For working standards, calibration against international standards with an appropriate dataset for statistical evaluation would be required.

(See ISO GUIDE 35: Reference materials – general and statistical principles for certification.)



(参见ISO 指南35参考材料-认证的一般和统计原则。)


Q32Should samples submitted to stability studies in the climate chamber include a secondary package or is the primary package sufficient?


A32Samples in the primary package are used for stability studies for clinical approval and registration. For ongoing stability studies, products in the package in which they are sold should be used.



Q33What is the Inspector’s position on the use of loose worksheets as opposed to bound notebooks for recording laboratory data?


A33The laboratory test record worksheets are compiled as “batch testing records” and combined into the batch record for batch release decision.

There must be evidence that data are not altered. Loose worksheets are not considered appropriate.

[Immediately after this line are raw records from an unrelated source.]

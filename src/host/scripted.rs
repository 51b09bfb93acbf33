//! Scripted in-memory host for deterministic tests and the demo driver
//!
//! Entities are spheres. Overlap queries return the pawn-like entities whose
//! sphere touches the blast sphere (the pawn pre-filter lives host-side, as
//! it would in a real trigger-volume setup); segment traces return every
//! entity sphere crossing the segment, ordered by entry distance. Damage,
//! sound, VFX and destroy requests are recorded for inspection.

use glam::{Quat, Vec3};

use super::{
    AssetId, Candidate, CollisionQuery, DamageSink, Despawn, EffectSink, EntityId, TimerHandle,
    TimerService, TraceHit, TraceMask,
};

/// A sphere-shaped scripted entity
#[derive(Debug, Clone)]
pub struct ScriptedEntity {
    pub id: EntityId,
    pub pos: Vec3,
    pub radius: f32,
    pub pawn_like: bool,
    /// Channels this entity answers to in segment traces
    pub channels: TraceMask,
}

/// Scripted collision world
#[derive(Debug, Default)]
pub struct ScriptedWorld {
    entities: Vec<ScriptedEntity>,
    next_id: u32,
}

impl ScriptedWorld {
    pub fn new() -> Self {
        Self::default()
    }

    /// Add a pawn-like sphere on the blast channel
    pub fn add_pawn(&mut self, pos: Vec3, radius: f32) -> EntityId {
        self.add(pos, radius, true, TraceMask::BLAST)
    }

    /// Add solid, blast-blocking geometry. Walls also answer on the world
    /// channel, so geometry-only traces skip pawns.
    pub fn add_wall(&mut self, pos: Vec3, radius: f32) -> EntityId {
        self.add(pos, radius, false, TraceMask(TraceMask::BLAST.0 | TraceMask::WORLD.0))
    }

    fn add(&mut self, pos: Vec3, radius: f32, pawn_like: bool, channels: TraceMask) -> EntityId {
        self.next_id += 1;
        let id = EntityId(self.next_id);
        self.entities.push(ScriptedEntity { id, pos, radius, pawn_like, channels });
        id
    }

    pub fn entity(&self, id: EntityId) -> Option<&ScriptedEntity> {
        self.entities.iter().find(|e| e.id == id)
    }
}

/// Entry distance of the segment `from -> to` into a sphere, if it crosses it
fn segment_sphere_entry(from: Vec3, to: Vec3, center: Vec3, radius: f32) -> Option<f32> {
    let delta = to - from;
    let len = delta.length();
    if len <= f32::EPSILON {
        return (from.distance(center) <= radius).then_some(0.0);
    }
    let dir = delta / len;
    let m = from - center;
    // Segment start inside the sphere counts as an immediate hit
    if m.length_squared() <= radius * radius {
        return Some(0.0);
    }
    let b = m.dot(dir);
    let c = m.length_squared() - radius * radius;
    let disc = b * b - c;
    if disc < 0.0 {
        return None;
    }
    let t = -b - disc.sqrt();
    (t >= 0.0 && t <= len).then_some(t)
}

impl CollisionQuery for ScriptedWorld {
    fn query_overlaps(&self, center: Vec3, radius: f32) -> Vec<Candidate> {
        self.entities
            .iter()
            .filter(|e| e.pawn_like)
            .filter(|e| e.pos.distance(center) <= radius + e.radius)
            .map(|e| Candidate { entity: e.id, pos: e.pos, pawn_like: e.pawn_like })
            .collect()
    }

    fn trace_segment(
        &self,
        from: Vec3,
        to: Vec3,
        mask: TraceMask,
        ignore: &[EntityId],
    ) -> Vec<TraceHit> {
        let mut hits: Vec<(f32, TraceHit)> = Vec::new();
        for e in &self.entities {
            if !e.channels.overlaps(mask) || ignore.contains(&e.id) {
                continue;
            }
            if let Some(t) = segment_sphere_entry(from, to, e.pos, e.radius) {
                hits.push((t, TraceHit { entity: Some(e.id), pawn_like: e.pawn_like }));
            }
        }
        hits.sort_by(|a, b| a.0.partial_cmp(&b.0).unwrap_or(std::cmp::Ordering::Equal));
        hits.into_iter().map(|(_, hit)| hit).collect()
    }
}

/// One recorded damage application
#[derive(Debug, Clone, Copy, PartialEq)]
pub struct DamageEvent {
    pub target: EntityId,
    pub amount: f32,
    pub source: EntityId,
}

/// One recorded detached sound playback
#[derive(Debug, Clone, Copy, PartialEq)]
pub struct SoundEvent {
    pub cue: AssetId,
    pub position: Vec3,
    pub volume: f32,
    pub pitch: f32,
    pub attenuation: Option<AssetId>,
    pub concurrency: Option<AssetId>,
}

/// One recorded detached visual-effect spawn
#[derive(Debug, Clone, Copy, PartialEq)]
pub struct VfxEvent {
    pub effect: AssetId,
    pub position: Vec3,
    pub rotation: Quat,
    pub scale: Vec3,
}

/// Records every side effect a detonation dispatches
#[derive(Debug, Default)]
pub struct RecordedEffects {
    pub damage: Vec<DamageEvent>,
    pub sounds: Vec<SoundEvent>,
    pub vfx: Vec<VfxEvent>,
    pub destroyed: Vec<EntityId>,
}

impl RecordedEffects {
    pub fn new() -> Self {
        Self::default()
    }

    /// Total damage applied to one entity across the recording
    pub fn damage_to(&self, target: EntityId) -> f32 {
        self.damage
            .iter()
            .filter(|d| d.target == target)
            .map(|d| d.amount)
            .sum()
    }
}

impl DamageSink for RecordedEffects {
    fn apply_damage(&mut self, target: EntityId, amount: f32, source: EntityId) {
        self.damage.push(DamageEvent { target, amount, source });
    }
}

impl EffectSink for RecordedEffects {
    fn play_sound(
        &mut self,
        cue: AssetId,
        position: Vec3,
        volume: f32,
        pitch: f32,
        attenuation: Option<AssetId>,
        concurrency: Option<AssetId>,
    ) {
        self.sounds.push(SoundEvent { cue, position, volume, pitch, attenuation, concurrency });
    }

    fn spawn_visual_effect(&mut self, effect: AssetId, position: Vec3, rotation: Quat, scale: Vec3) {
        self.vfx.push(VfxEvent { effect, position, rotation, scale });
    }
}

impl Despawn for RecordedEffects {
    fn request_destroy(&mut self, entity: EntityId) {
        self.destroyed.push(entity);
    }
}

/// Fixed-step timer service: `advance(dt)` counts pending one-shots down and
/// hands back the handles that expired during the step.
#[derive(Debug, Default)]
pub struct FixedTimers {
    pending: Vec<(TimerHandle, f32)>,
    next_handle: u64,
}

impl FixedTimers {
    pub fn new() -> Self {
        Self::default()
    }

    /// Step all pending countdowns by `dt` seconds
    pub fn advance(&mut self, dt: f32) -> Vec<TimerHandle> {
        let mut expired = Vec::new();
        for (handle, left) in &mut self.pending {
            *left -= dt;
            if *left <= 0.0 {
                expired.push(*handle);
            }
        }
        self.pending.retain(|(_, left)| *left > 0.0);
        expired
    }

    pub fn pending_count(&self) -> usize {
        self.pending.len()
    }
}

impl TimerService for FixedTimers {
    fn schedule_once(&mut self, delay_seconds: f32) -> TimerHandle {
        self.next_handle += 1;
        let handle = TimerHandle(self.next_handle);
        self.pending.push((handle, delay_seconds.max(0.0)));
        handle
    }

    fn cancel(&mut self, handle: TimerHandle) {
        self.pending.retain(|(h, _)| *h != handle);
    }

    fn time_remaining(&self, handle: TimerHandle) -> f32 {
        self.pending
            .iter()
            .find(|(h, _)| *h == handle)
            .map(|(_, left)| left.max(0.0))
            .unwrap_or(0.0)
    }
}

Laboratory notebooks may be used to record other laboratory activities such as reagent preparation, standardization of reagents, equipment/instrument usage.




Q34In vaccine-importing countries, how does the regulator monitor the quality of incoming vaccines without duplicating retesting?


A34The National Regulatory Authority (NRA) may choose to review the summary protocol of an imported batch of vaccine or may take a sample to test some parameters to confirm the quality of the batch or may use a data logger to verify if there have been any deviations/ temperature excursions during transportation.

The recipient country will usually receive the lot release certificate from the NRA and may rely on the already performed release and testing. See also the WHO guidelines for independent lot release of vaccines by regulatory authorities and the WHO operational tool for efficient and effective lot release of SARS-CoV-2 (Covid-19) vaccines.


接收国通常会收到来自NRA的批签发证书,或依靠已经执行的放行和检测。另见世卫组织对监管部门独立疫苗批签发指南和世卫组织高效和有效批签发SARS-CoV-2 (Covid-19)疫苗的操作工具。


Q35Should the NRA perform the same vaccine control validation as a manufacturer?


A35The NRA should follow the same rule:

in-house/non-compendial method – full validation

compendial method – verification

analytical transfer – partial validation/ verification.